◆ WORK INSTRUCTION ◆
Take the lines from the beginning of the data below through the line holding "2024-03-04,10.5\n\" and return exactly those.

[Start of Attachment]

// File: crates/ticktick-core/tests/provider.rs
// Purpose: File-backed provider: CSV header detection, row skipping/sorting, metadata loading, unknown tickers.

use std::path::PathBuf;

use chrono::NaiveDate;
use ticktick_core::provider::load_history_csv;
use ticktick_core::{DateRange, FileProvider, MarketData, MarketDataError, Ticker};

fn out_dir(name: &str) -> PathBuf {
    let dir = PathBuf::from(env!("CARGO_MANIFEST_DIR")).join("target/test_out/provider").join(name);
    std::fs::create_dir_all(&dir).unwrap();
    dir
}

fn d(y: i32, m: u32, day: u32) -> NaiveDate {
    NaiveDate::from_ymd_opt(y, m, day).unwrap()
}

#[test]
fn parses_exported_history_with_timezone_suffix() {
    let dir = out_dir("tz");
    let csv = "Date,Open,High,Low,Close,Volume,Dividends,Stock Splits\n\
               2024-01-03 00:00:00-05:00,184.2,185.9,183.4,184.25,58414500,0.0,0.0\n\
               2024-01-02 00:00:00-05:00,187.1,188.4,183.9,185.64,82488700,0.0,0.0\n\
               2024-01-04 00:00:00-05:00,182.2,183.1,180.9,,71983600,0.0,0.0\n";
    let path = dir.join("AAPL.csv");
    std::fs::write(&path, csv).unwrap();

    let s = load_history_csv(&path).unwrap();
    assert_eq!(s.len(), 2, "row without close is skipped");
    assert_eq!(s.points()[0].date, d(2024, 1, 2));
    assert_eq!(s.points()[0].close, 185.64);
    assert_eq!(s.points()[0].high, Some(188.4));
    assert_eq!(s.points()[1].volume, Some(58_414_500));
}

#[test]
fn accepts_epoch_and_close_only_files() {
    let dir = out_dir("epoch");
    // 2023-11-14 and 2023-11-15 (UTC), second one in milliseconds
    let csv = "timestamp,close\n1699920000,10.5\n1700006400000,11.0\n";
    let path = dir.join("X.csv");
    std::fs::write(&path, csv).unwrap();

    let s = load_history_csv(&path).unwrap();
    assert_eq!(s.closes().collect::<Vec<_>>(), vec![10.5, 11.0]);
    assert_eq!(s.points()[0].date, d(2023, 11, 14));
    assert_eq!(s.points()[0].open, None);
}

#[test]
fn ragged_rows_are_skipped_and_volume_is_integral() {
    let dir = out_dir("ragged");
    let csv = "date,open,high,low,close,volume\n\
               2024-03-01,10,11,9,10.5,1200\n\
               2024-03-04,10.5\n\
               2024-03-05,10,11,9,10.8,1300.5,extra\n\
               2024-03-06,10,11,9,11.2,18446744073709551616\n";
    let path = dir.join("RAG.csv");
    std::fs::write(&path, csv).unwrap();

    let s = load_history_csv(&path).unwrap();
    assert_eq!(s.closes().collect::<Vec<_>>(), vec![10.5, 10.8, 11.2], "short row skipped, long row kept");
    assert_eq!(s.points()[0].volume, Some(1200));
    assert_eq!(s.points()[1].volume, None, "fractional volume is not truncated");
    assert_eq!(s.points()[2].volume, None, "out-of-range volume is not saturated");
}

#[test]
fn missing_close_column_is_malformed() {
    let dir = out_dir("noclose");
    let path = dir.join("BAD.csv");
    std::fs::write(&path, "date,open\n2024-01-01,1.0\n").unwrap();
    assert!(matches!(load_history_csv(&path), Err(MarketDataError::Malformed(_))));
}

#[test]
fn provider_reads_history_range_and_info() {
    let dir = out_dir("full");
    std::fs::write(
        dir.join("MSFT.csv"),
        "date,close\n2024-02-01,400.0\n2024-02-02,405.0\n2024-02-05,410.0\n",
    )
    .unwrap();
    std::fs::write(
        dir.join("MSFT.json"),
        r#"{"shortName":"Microsoft Corporation","currentPrice":410.0,"previousClose":405.0}"#,
    )
    .unwrap();

    let p = FileProvider::new(&dir);
    let t = Ticker::parse("msft").unwrap();
    assert_eq!(p.history(&t, DateRange::Max).unwrap().len(), 3);
    let ranged = p.history(&t, DateRange::between(Some(d(2024, 2, 2)), None)).unwrap();
    assert_eq!(ranged.len(), 2);

    let info = p.info(&t).unwrap();
    assert_eq!(info.display_name(), Some("Microsoft Corporation"));
    assert_eq!(info.previous_close, Some(405.0));
}

#[test]
fn info_defaults_when_only_history_exists() {
    let dir = out_dir("noinfo");
    std::fs::write(dir.join("NOINFO.csv"), "date,close\n2024-01-01,1.0\n").unwrap();
    let p = FileProvider::new(&dir);
    let info = p.info(&Ticker::parse("NOINFO").unwrap()).unwrap();
    assert_eq!(info, Default::default());
}

#[test]
fn unknown_ticker() {
    let p = FileProvider::new(out_dir("empty"));
    let t = Ticker::parse("ZZZZ").unwrap();
    assert!(matches!(p.history(&t, DateRange::Max), Err(MarketDataError::UnknownTicker(_))));
    assert!(matches!(p.info(&t), Err(MarketDataError::UnknownTicker(_))));
}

[End of Attachment]

◆ SOLUTION TO THE EXERCISE ◆
// File: crates/ticktick-core/tests/provider.rs
// Purpose: File-backed provider: CSV header detection, row skipping/sorting, metadata loading, unknown tickers.

use std::path::PathBuf;

use chrono::NaiveDate;
use ticktick_core::provider::load_history_csv;
use ticktick_core::{DateRange, FileProvider, MarketData, MarketDataError, Ticker};

fn out_dir(name: &str) -> PathBuf {
    let dir = PathBuf::from(env!("CARGO_MANIFEST_DIR")).join("target/test_out/provider").join(name);
    std::fs::create_dir_all(&dir).unwrap();
    dir
}

fn d(y: i32, m: u32, day: u32) -> NaiveDate {
    NaiveDate::from_ymd_opt(y, m, day).unwrap()
}

#[test]
fn parses_exported_history_with_timezone_suffix() {
    let dir = out_dir("tz");
    let csv = "Date,Open,High,Low,Close,Volume,Dividends,Stock Splits\n\
               2024-01-03 00:00:00-05:00,184.2,185.9,183.4,184.25,58414500,0.0,0.0\n\
               2024-01-02 00:00:00-05:00,187.1,188.4,183.9,185.64,82488700,0.0,0.0\n\
               2024-01-04 00:00:00-05:00,182.2,183.1,180.9,,71983600,0.0,0.0\n";
    let path = dir.join("AAPL.csv");
    std::fs::write(&path, csv).unwrap();

    let s = load_history_csv(&path).unwrap();
    assert_eq!(s.len(), 2, "row without close is skipped");
    assert_eq!(s.points()[0].date, d(2024, 1, 2));
    assert_eq!(s.points()[0].close, 185.64);
    assert_eq!(s.points()[0].high, Some(188.4));
    assert_eq!(s.points()[1].volume, Some(58_414_500));
}

#[test]
fn accepts_epoch_and_close_only_files() {
    let dir = out_dir("epoch");
    // 2023-11-14 and 2023-11-15 (UTC), second one in milliseconds
    let csv = "timestamp,close\n1699920000,10.5\n1700006400000,11.0\n";
    let path = dir.join("X.csv");
    std::fs::write(&path, csv).unwrap();

    let s = load_history_csv(&path).unwrap();
    assert_eq!(s.closes().collect::<Vec<_>>(), vec![10.5, 11.0]);
    assert_eq!(s.points()[0].date, d(2023, 11, 14));
    assert_eq!(s.points()[0].open, None);
}

#[test]
fn ragged_rows_are_skipped_and_volume_is_integral() {
    let dir = out_dir("ragged");
    let csv = "date,open,high,low,close,volume\n\
               2024-03-01,10,11,9,10.5,1200\n\
               2024-03-04,10.5\n\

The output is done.